Susanne MittagSPD - Informationsaustausch bei Terrorismusbekämpfung
Sehr geehrter Herr Präsident! Liebe Kolleginnen und Kollegen! Kleiner Themenschwenk: Wir alle haben noch die Bilder von den 71 Menschen im Kopf, die hilflos in einem alten Kühllaster in Österreich erstickt sind. Oder ist das schon zu lange her? Das waren nicht die ersten Opfer krimineller Schleuser, und es werden wahrscheinlich leider auch nicht die letzten sein.
Schleuser nutzen die Not von Menschen aus. Sie versprechen ihnen eine sichere Reise mit Ankunft – der Ankunft wird sich angeblich noch vorher vergewissert – in der Europäischen Union und kassieren sie gnadenlos ab. Dass 3 000, 4 000 Euro oder 10 000 Euro, für ganze Familien bis zu 90 000 Euro gezahlt werden, ist keine Seltenheit.
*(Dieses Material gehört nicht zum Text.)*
//! Per-participant session state
//!
//! A [`ParticipantSession`] is built once when a participant starts or
//! resumes and is then owned by whoever drives the session. It carries the
//! trial order, the cursor, and the presentation flags for every position.
//! Before a name has been accepted there is no session at all.

use crate::identity::ParticipantId;
use crate::presentation::{draw_presentations, is_permutation, Presentation};
use crate::{Error, Result};
use serde::Serialize;

/// Where a session stands
#[derive(Debug, Clone, Copy, PartialEq, Eq, Serialize)]
#[serde(tag = "state", rename_all = "snake_case")]
pub enum SessionPhase {
    /// Waiting for the trial at `trial_index`
    Active { trial_index: usize },
    /// Every trial answered; no further input accepted
    Complete,
}

#[derive(Debug, Clone)]
pub struct ParticipantSession {
    participant_id: ParticipantId,
    trial_order: Vec<usize>,
    trial_index: usize,
    total_trials: usize,
    presentations: Vec<Presentation>,
    resumed: bool,
}

impl ParticipantSession {
    /// Build a session, drawing fresh presentation flags for every position
    ///
    /// `trial_order` must be a permutation of the catalog indices and
    /// `total_trials` may not exceed its length.
    pub fn new(
        participant_id: ParticipantId,
        trial_order: Vec<usize>,
        trial_index: usize,
        total_trials: usize,
    ) -> Result<Self> {
        let presentations = draw_presentations(total_trials);
        Self::with_presentations(participant_id, trial_order, trial_index, total_trials, presentations)
    }

    /// Build a session with explicit presentation flags
    pub fn with_presentations(
        participant_id: ParticipantId,
        trial_order: Vec<usize>,
        trial_index: usize,
        total_trials: usize,
        presentations: Vec<Presentation>,
    ) -> Result<Self> {
        if !is_permutation(&trial_order, trial_order.len()) {
            return Err(Error::InvalidInput(
                "trial order is not a permutation".to_string(),
            ));
        }
        if total_trials > trial_order.len() {
            return Err(Error::InvalidInput(format!(
                "{} trials requested but only {} in the order",
                total_trials,
                trial_order.len()
            )));
        }
        if trial_index > total_trials {
            return Err(Error::InvalidInput(format!(
                "trial index {} beyond {} trials",
                trial_index, total_trials
            )));
        }
        if presentations.len() != total_trials {
            return Err(Error::InvalidInput(format!(
                "{} presentation flags for {} trials",
                presentations.len(),
                total_trials
            )));
        }

        Ok(Self {
            participant_id,
            trial_order,
            trial_index,
            total_trials,
            presentations,
            resumed: false,
        })
    }

    pub(crate) fn mark_resumed(mut self) -> Self {
        self.resumed = true;
        self
    }

    pub fn participant_id(&self) -> &ParticipantId {
        &self.participant_id
    }

    pub fn trial_order(&self) -> &[usize] {
        &self.trial_order
    }

    pub fn trial_index(&self) -> usize {
        self.trial_index
    }

    pub fn total_trials(&self) -> usize {
        self.total_trials
    }

    /// Session was restored from stored progress
    pub fn is_resumed(&self) -> bool {
        self.resumed
    }

    pub fn phase(&self) -> SessionPhase {
        if self.trial_index >= self.total_trials {
            SessionPhase::Complete
        } else {
            SessionPhase::Active {
                trial_index: self.trial_index,
            }
        }
    }

    pub fn is_complete(&self) -> bool {
        matches!(self.phase(), SessionPhase::Complete)
    }

    /// Catalog row of the current trial, `None` once complete
    pub fn current_catalog_index(&self) -> Option<usize> {
        match self.phase() {
            SessionPhase::Active { trial_index } => self.trial_order.get(trial_index).copied(),
            SessionPhase::Complete => None,
        }
    }

    /// Presentation flags for a trial position
    pub fn presentation(&self, position: usize) -> Option<Presentation> {
        self.presentations.get(position).copied()
    }

    /// Fraction of trials answered, 0.0 to 1.0
    pub fn progress(&self) -> f64 {
        if self.total_trials == 0 {
            return 1.0;
        }
        self.trial_index as f64 / self.total_trials as f64
    }

    /// Move the cursor past the current trial
    pub(crate) fn advance(&mut self) {
        if self.trial_index < self.total_trials {
            self.trial_index += 1;
        }
    }
}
Von Menschen, die in ihrer Heimat alles hinter sich gelassen haben, oftmals nur ihr Leben retten konnten, werden solche Summen verlangt.
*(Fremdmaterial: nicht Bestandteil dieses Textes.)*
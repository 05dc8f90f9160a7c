//! Security tests for amos-sv
//!
//! Tests security-critical features:
//! - Request body size limit on JSON endpoints
//! - Audio serving confined to the audio root

use std::sync::Arc;

use amos_common::catalog::{TrialCatalog, TrialDefinition};
use amos_common::store::LocalFileStore;
use amos_common::SessionController;
use amos_sv::{build_router, AppState, MAX_BODY_BYTES};
use axum::{
    body::Body,
    http::{Request, StatusCode},
    Router,
};
use tempfile::TempDir;
use tower::util::ServiceExt;

/// Test helper: Create app with an audio root holding one file
async fn setup_app(dir: &TempDir) -> Router {
    let audio_root = dir.path().join("audio");
    std::fs::create_dir_all(audio_root.join("native")).unwrap();
    std::fs::write(audio_root.join("native/01.wav"), b"RIFF").unwrap();
    std::fs::write(dir.path().join("secret.txt"), b"do not serve").unwrap();

    let catalog = TrialCatalog::new(vec![TrialDefinition {
        trial_id: "t01".to_string(),
        transcript: "Hello".to_string(),
        native_path: "native/01.wav".to_string(),
        indian_path: "indian/01.wav".to_string(),
        a_path: "a/01.wav".to_string(),
        b_path: "b/01.wav".to_string(),
    }])
    .unwrap();
    let store = LocalFileStore::open(&dir.path().join("results")).await.unwrap();
    let controller = Arc::new(SessionController::new(Arc::new(catalog), Arc::new(store), 1));

    build_router(AppState::new(controller, "Test".to_string(), audio_root))
}

fn json_request(uri: &str, body: String) -> Request<Body> {
    Request::builder()
        .method("POST")
        .uri(uri)
        .header("Content-Type", "application/json")
        .body(Body::from(body))
        .unwrap()
}

fn get(uri: &str) -> Request<Body> {
    Request::builder().uri(uri).body(Body::empty()).unwrap()
}

// =============================================================================
// Body Size Limit Tests
// =============================================================================

#[tokio::test]
async fn test_oversized_body_rejected() {
    let dir = TempDir::new().unwrap();
    let app = setup_app(&dir).await;

    let body = format!(
        r#"{{"name": "Jane Doe", "padding": "{}"}}"#,
        "x".repeat(MAX_BODY_BYTES + 1024)
    );
    let response = app.oneshot(json_request("/api/sessions", body)).await.unwrap();

    assert_eq!(response.status(), StatusCode::PAYLOAD_TOO_LARGE);
}

#[tokio::test]
async fn test_body_under_limit_accepted() {
    let dir = TempDir::new().unwrap();
    let app = setup_app(&dir).await;

    let body = format!(
        r#"{{"name": "Jane Doe", "padding": "{}"}}"#,
        "x".repeat(MAX_BODY_BYTES / 2)
    );
    let response = app.oneshot(json_request("/api/sessions", body)).await.unwrap();

    assert_eq!(response.status(), StatusCode::OK);
}

// =============================================================================
// Audio Serving Tests
// =============================================================================

#[tokio::test]
async fn test_audio_file_served() {
    let dir = TempDir::new().unwrap();
    let app = setup_app(&dir).await;

    let response = app.oneshot(get("/audio/native/01.wav")).await.unwrap();
    assert_eq!(response.status(), StatusCode::OK);
}

#[tokio::test]
async fn test_missing_audio_not_found() {
    let dir = TempDir::new().unwrap();
    let app = setup_app(&dir).await;

    let response = app.oneshot(get("/audio/indian/01.wav")).await.unwrap();
    assert_eq!(response.status(), StatusCode::NOT_FOUND);
}

#[tokio::test]
async fn test_audio_path_traversal_blocked() {
    let dir = TempDir::new().unwrap();
    let app = setup_app(&dir).await;

    let response = app.oneshot(get("/audio/../secret.txt")).await.unwrap();
    assert_ne!(response.status(), StatusCode::OK);

    let response = setup_app(&dir)
        .await
        .oneshot(get("/audio/%2e%2e/secret.txt"))
        .await
        .unwrap();
    assert_ne!(response.status(), StatusCode::OK);
}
Die Schleusungen sind in Streckenabschnitte aufgeteilt. Sie sind dort organisiert. Die Menschen gehen sozusagen von Hand zu Hand. Diese Erkenntnisse dürfen wir nicht tatenlos hinnehmen.
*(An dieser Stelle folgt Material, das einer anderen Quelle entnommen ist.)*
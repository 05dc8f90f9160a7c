//! Live session registry
//!
//! Maps session tokens to the in-memory [`ParticipantSession`] they drive.
//! Each session sits behind its own mutex so one participant's submissions
//! are serialized while other participants proceed. A participant has at
//! most one live session; starting again re-attaches to it. Completed
//! sessions are removed.

use amos_common::{ParticipantId, ParticipantSession};
use std::collections::HashMap;
use std::sync::Arc;
use tokio::sync::{Mutex, OwnedMutexGuard, RwLock};
use uuid::Uuid;

/// Shared handle to one live session
pub type SessionHandle = Arc<Mutex<ParticipantSession>>;

#[derive(Default)]
struct RegistryInner {
    sessions: HashMap<Uuid, SessionHandle>,
    by_participant: HashMap<ParticipantId, Uuid>,
}

/// Registry of live sessions, cheap to clone
#[derive(Clone, Default)]
pub struct SessionRegistry {
    inner: Arc<RwLock<RegistryInner>>,
    /// Held from the live-session lookup until the new session is
    /// registered, so a participant's progress record is begun once
    start_lock: Arc<Mutex<()>>,
}

impl SessionRegistry {
    pub fn new() -> Self {
        Self::default()
    }

    /// Serialize session starts
    ///
    /// Hold the guard across [`find_participant`](Self::find_participant),
    /// the store lookup and [`insert`](Self::insert).
    pub async fn lock_starts(&self) -> OwnedMutexGuard<()> {
        self.start_lock.clone().lock_owned().await
    }

    pub async fn get(&self, session_id: Uuid) -> Option<SessionHandle> {
        self.inner.read().await.sessions.get(&session_id).cloned()
    }

    /// Live session for a participant, if any
    pub async fn find_participant(
        &self,
        participant_id: &ParticipantId,
    ) -> Option<(Uuid, SessionHandle)> {
        let inner = self.inner.read().await;
        let session_id = *inner.by_participant.get(participant_id)?;
        inner
            .sessions
            .get(&session_id)
            .map(|handle| (session_id, handle.clone()))
    }

    /// Register a session
    ///
    /// If the participant already has a live session (a concurrent start won
    /// the race), that one is returned and `session` is dropped.
    pub async fn insert(&self, session: ParticipantSession) -> (Uuid, SessionHandle) {
        let mut inner = self.inner.write().await;

        if let Some(&existing) = inner.by_participant.get(session.participant_id()) {
            if let Some(handle) = inner.sessions.get(&existing) {
                return (existing, handle.clone());
            }
        }

        let session_id = Uuid::new_v4();
        let participant_id = session.participant_id().clone();
        let handle = Arc::new(Mutex::new(session));
        inner.sessions.insert(session_id, handle.clone());
        inner.by_participant.insert(participant_id, session_id);
        (session_id, handle)
    }

    /// Drop a session, e.g. once it is complete
    pub async fn remove(&self, session_id: Uuid) -> Option<SessionHandle> {
        let mut inner = self.inner.write().await;
        let handle = inner.sessions.remove(&session_id)?;
        inner.by_participant.retain(|_, id| *id != session_id);
        Some(handle)
    }

    pub async fn len(&self) -> usize {
        self.inner.read().await.sessions.len()
    }

    pub async fn is_empty(&self) -> bool {
        self.len().await == 0
    }
}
(Frank Tempel [DIE LINKE]: Wir reden hier über ein Gesetz zur Terrorismusbekämpfung!)
– Ganz entspannt.
Wir müssen endlich in ganz Europa eine vernünftige Kontingentlösung für Flüchtlinge aus Kriegen und Versklavung finden. Das kann ja wohl nur zur Zustimmung führen. Wir müssen sichere Fluchtwege schaffen, um die Menschen nicht in den Händen von kriminellen Schleusern landen zu lassen.
Ich bin Frank-Walter Steinmeier sehr dankbar, dass er in Verhandlungen steht, damit die Menschen in ihren Herkunftsländern noch auskömmliche Bedingungen vorfinden, dass sie dort überhaupt leben können und nicht flüchten müssen.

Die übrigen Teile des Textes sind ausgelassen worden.